**MATERIAL SUPPLIED:**
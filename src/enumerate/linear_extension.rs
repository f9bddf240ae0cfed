// Copyright (C) 2025 Jeremy J. Carroll. See LICENSE for details.

//! Linear extensions of a finite poset.
//!
//! The extensions are generated by the Pruesse–Ruskey Gray code: every
//! extension is reached from the previous one by one or two adjacent
//! transpositions. The generator is recursive in the paper; here the
//! recursion lives on an explicit stack of [`Frame`]s so that extensions
//! can be produced one at a time.
//!
//! The poset is first relabelled along a topological sort. The
//! preparation step then peels off minimal elements, pairing them up as
//! `(a_i, b_i)` whenever there are two or more to choose from. Frame `i`
//! moves `b_i` and then `a_i` right through the extension and back again,
//! running frame `i - 1` after every step. A sign flag halves the work:
//! the sequence is traversed twice, once per sign, and only extensions
//! produced with a positive sign are reported.
//!
//! ```
//! use tableau_tuples::enumerate::LinearExtensions;
//!
//! // 1 < 2, with 3 unrelated
//! let all: Vec<Vec<usize>> = LinearExtensions::new(3, &[(1, 2)]).collect();
//! assert_eq!(all.len(), 3);
//! assert!(all.contains(&vec![3, 1, 2]));
//! ```

use std::collections::BTreeSet;

#[derive(Debug, Clone, Copy, PartialEq, Eq)]
enum Pc {
    Start,
    LoopB,
    AfterMoveB,
    LoopA,
    CheckTypical,
    LeftA,
    AfterLoopB,
    LeftB,
}

/// What a frame does after one step.
#[derive(Debug, Clone, Copy)]
enum Action {
    /// Continue at the given point.
    Goto(Pc),
    /// Run the frame below, then continue at the given point.
    Call(Pc),
    /// Report the current extension, run the frame below, then continue.
    Emit(Pc),
    /// The frame is finished.
    Return,
}

/// One activation of the recursive generator.
#[derive(Debug)]
struct Frame {
    i: usize,
    pc: Pc,
    moves_right_b: usize,
    moves_right_a: usize,
    typical: bool,
    count: usize,
}

impl Frame {
    fn new(i: usize) -> Self {
        Self {
            i,
            pc: Pc::Start,
            moves_right_b: 0,
            moves_right_a: 0,
            typical: false,
            count: 0,
        }
    }
}

#[derive(Debug, Clone, Copy, PartialEq, Eq)]
enum Phase {
    Initial,
    FirstPass,
    SecondPass,
    Done,
}

/// Iterator over the linear extensions of a poset on `1..=n`, each given
/// as a sequence of the elements.
#[derive(Debug)]
pub struct LinearExtensions {
    /// Topological labels back to elements.
    labels: Vec<usize>,
    /// Covering relations between topological labels.
    edges: BTreeSet<(usize, usize)>,
    extension: Vec<usize>,
    position: Vec<usize>,
    a: Vec<usize>,
    b: Vec<usize>,
    plus: bool,
    stack: Vec<Frame>,
    phase: Phase,
}

impl LinearExtensions {
    /// The poset on `1..=n` generated by `relations`, each `(x, y)`
    /// meaning `x < y`. The relations must be acyclic.
    pub fn new(n: usize, relations: &[(usize, usize)]) -> Self {
        let labels = topological_sort(n, relations);
        let mut label_of = vec![0; n + 1];
        for (i, &v) in labels.iter().enumerate() {
            label_of[v] = i;
        }
        let edges: BTreeSet<(usize, usize)> = relations
            .iter()
            .map(|&(x, y)| (label_of[x], label_of[y]))
            .collect();
        let (extension, a, b) = prepare(n, &edges);
        let mut position = vec![0; n];
        for (p, &x) in extension.iter().enumerate() {
            position[x] = p;
        }
        crate::trace!("[LinearExtensions] {} elements, {} pairs", n, a.len());
        Self {
            labels,
            edges,
            extension,
            position,
            a,
            b,
            plus: true,
            stack: Vec::new(),
            phase: Phase::Initial,
        }
    }

    fn top(&self) -> Option<usize> {
        self.a.len().checked_sub(1)
    }

    fn current(&self) -> Vec<usize> {
        self.extension.iter().map(|&x| self.labels[x]).collect()
    }

    fn can_move_right(&self, x: usize, blocker: Option<usize>) -> bool {
        let next = self.position[x] + 1;
        match self.extension.get(next) {
            None => false,
            Some(&y) => Some(y) != blocker && !self.edges.contains(&(x, y)),
        }
    }

    fn right_a(&self, i: usize) -> bool {
        self.can_move_right(self.a[i], Some(self.b[i]))
    }

    fn right_b(&self, i: usize) -> bool {
        self.can_move_right(self.b[i], None)
    }

    fn swap_positions(&mut self, p: usize, q: usize) {
        self.extension.swap(p, q);
        self.position[self.extension[p]] = p;
        self.position[self.extension[q]] = q;
    }

    fn move_right(&mut self, x: usize) {
        let p = self.position[x];
        self.swap_positions(p, p + 1);
    }

    fn move_left(&mut self, x: usize) {
        let p = self.position[x];
        self.swap_positions(p, p - 1);
    }

    /// Exchange `a_i` and `b_i`; below the first pair, flip the sign.
    fn switch(&mut self, i: Option<usize>) {
        match i {
            None => self.plus = !self.plus,
            Some(i) => {
                let (pa, pb) = (self.position[self.a[i]], self.position[self.b[i]]);
                self.swap_positions(pa, pb);
                std::mem::swap(&mut self.a[i], &mut self.b[i]);
            }
        }
    }

    fn call(&mut self, below: Option<usize>) {
        if let Some(j) = below {
            self.stack.push(Frame::new(j));
        }
    }

    /// Run the frames until one reports an extension or the stack empties.
    fn run(&mut self) -> Option<Vec<usize>> {
        while let Some(mut frame) = self.stack.pop() {
            let i = frame.i;
            let below = i.checked_sub(1);
            let action = match frame.pc {
                Pc::Start => Action::Call(Pc::LoopB),
                Pc::LoopB => {
                    if self.right_b(i) {
                        frame.moves_right_b += 1;
                        self.move_right(self.b[i]);
                        Action::Emit(Pc::AfterMoveB)
                    } else {
                        Action::Goto(Pc::AfterLoopB)
                    }
                }
                Pc::AfterMoveB => {
                    frame.moves_right_a = 0;
                    Action::Goto(Pc::LoopA)
                }
                Pc::LoopA => {
                    if self.right_a(i) {
                        frame.typical = true;
                        frame.moves_right_a += 1;
                        self.move_right(self.a[i]);
                        Action::Emit(Pc::LoopA)
                    } else {
                        Action::Goto(Pc::CheckTypical)
                    }
                }
                Pc::CheckTypical => {
                    if frame.typical {
                        frame.count = if frame.moves_right_b % 2 == 1 {
                            frame.moves_right_a.saturating_sub(1)
                        } else {
                            frame.moves_right_a + 1
                        };
                        self.switch(below);
                        Action::Emit(Pc::LeftA)
                    } else {
                        Action::Goto(Pc::LoopB)
                    }
                }
                Pc::LeftA => {
                    if frame.count > 0 {
                        frame.count -= 1;
                        self.move_left(self.a[i]);
                        Action::Emit(Pc::LeftA)
                    } else {
                        Action::Goto(Pc::LoopB)
                    }
                }
                Pc::AfterLoopB => {
                    frame.count = frame.moves_right_b;
                    if frame.typical && frame.moves_right_b % 2 == 1 {
                        self.move_left(self.a[i]);
                    } else {
                        self.switch(below);
                    }
                    Action::Emit(Pc::LeftB)
                }
                Pc::LeftB => {
                    if frame.count > 0 {
                        frame.count -= 1;
                        self.move_left(self.b[i]);
                        Action::Emit(Pc::LeftB)
                    } else {
                        Action::Return
                    }
                }
            };
            match action {
                Action::Goto(pc) => {
                    frame.pc = pc;
                    self.stack.push(frame);
                }
                Action::Call(pc) => {
                    frame.pc = pc;
                    self.stack.push(frame);
                    self.call(below);
                }
                Action::Emit(pc) => {
                    frame.pc = pc;
                    self.stack.push(frame);
                    self.call(below);
                    if self.plus {
                        return Some(self.current());
                    }
                }
                Action::Return => {}
            }
        }
        None
    }

    fn start_pass(&mut self) {
        self.call(self.top());
    }
}

impl Iterator for LinearExtensions {
    type Item = Vec<usize>;

    fn next(&mut self) -> Option<Vec<usize>> {
        loop {
            match self.phase {
                Phase::Initial => {
                    self.phase = Phase::FirstPass;
                    self.start_pass();
                    return Some(self.current());
                }
                Phase::FirstPass => {
                    if let Some(extension) = self.run() {
                        return Some(extension);
                    }
                    self.phase = Phase::SecondPass;
                    self.switch(self.top());
                    self.start_pass();
                    if self.plus {
                        return Some(self.current());
                    }
                }
                Phase::SecondPass => {
                    if let Some(extension) = self.run() {
                        return Some(extension);
                    }
                    crate::trace!("[LinearExtensions] exhausted");
                    self.phase = Phase::Done;
                }
                Phase::Done => return None,
            }
        }
    }
}

/// Reverse postorder of a depth first search from `1, 2, ..., n` in turn.
fn topological_sort(n: usize, relations: &[(usize, usize)]) -> Vec<usize> {
    let mut successors = vec![Vec::new(); n + 1];
    for &(x, y) in relations {
        successors[x].push(y);
    }
    let mut visited = vec![false; n + 1];
    let mut order = Vec::with_capacity(n);
    for root in 1..=n {
        if visited[root] {
            continue;
        }
        visited[root] = true;
        let mut finished = Vec::new();
        let mut stack = vec![(root, 0)];
        while let Some(&mut (v, ref mut next)) = stack.last_mut() {
            if let Some(&w) = successors[v].get(*next) {
                *next += 1;
                if !visited[w] {
                    visited[w] = true;
                    stack.push((w, 0));
                }
            } else {
                finished.push(v);
                stack.pop();
            }
        }
        // each tree goes in front of those already sorted
        finished.reverse();
        finished.extend(order);
        order = finished;
    }
    order
}

/// Peel off minimal elements: a lone minimum is appended, otherwise the two
/// smallest minima are appended and recorded as a pair.
fn prepare(n: usize, edges: &BTreeSet<(usize, usize)>) -> (Vec<usize>, Vec<usize>, Vec<usize>) {
    let mut remaining: BTreeSet<usize> = (0..n).collect();
    let mut extension = Vec::with_capacity(n);
    let (mut a, mut b) = (Vec::new(), Vec::new());
    while !remaining.is_empty() {
        let minima: Vec<usize> = remaining
            .iter()
            .copied()
            .filter(|&v| !remaining.iter().any(|&u| edges.contains(&(u, v))))
            .take(2)
            .collect();
        match minima.as_slice() {
            [x, y] => {
                extension.extend([*x, *y]);
                a.push(*x);
                b.push(*y);
            }
            [x] => extension.push(*x),
            _ => break,
        }
        for v in &minima {
            remaining.remove(v);
        }
    }
    (extension, a, b)
}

**ABOUT THIS TASK:**
Exactly the lines running from the top of the records to the line that contains "use std::collections::BTreeSet;", inclusive, must be set down, and nothing more.

**EXERCISE RESULT:**
filename src/enumerate/linear_extension.rs
repository f9bddf240ae0cfed
// Copyright (C) 2025 Jeremy J. Carroll. See LICENSE for details.

//! Linear extensions of a finite poset.
//!
//! The extensions are generated by the Pruesse–Ruskey Gray code: every
//! extension is reached from the previous one by one or two adjacent
//! transpositions. The generator is recursive in the paper; here the
//! recursion lives on an explicit stack of [`Frame`]s so that extensions
//! can be produced one at a time.
//!
//! The poset is first relabelled along a topological sort. The
//! preparation step then peels off minimal elements, pairing them up as
//! `(a_i, b_i)` whenever there are two or more to choose from. Frame `i`
//! moves `b_i` and then `a_i` right through the extension and back again,
//! running frame `i - 1` after every step. A sign flag halves the work:
//! the sequence is traversed twice, once per sign, and only extensions
//! produced with a positive sign are reported.
//!
//! ```
//! use tableau_tuples::enumerate::LinearExtensions;
//!
//! // 1 < 2, with 3 unrelated
//! let all: Vec<Vec<usize>> = LinearExtensions::new(3, &[(1, 2)]).collect();
//! assert_eq!(all.len(), 3);
//! assert!(all.contains(&vec![3, 1, 2]));
//! ```

use std::collections::BTreeSet;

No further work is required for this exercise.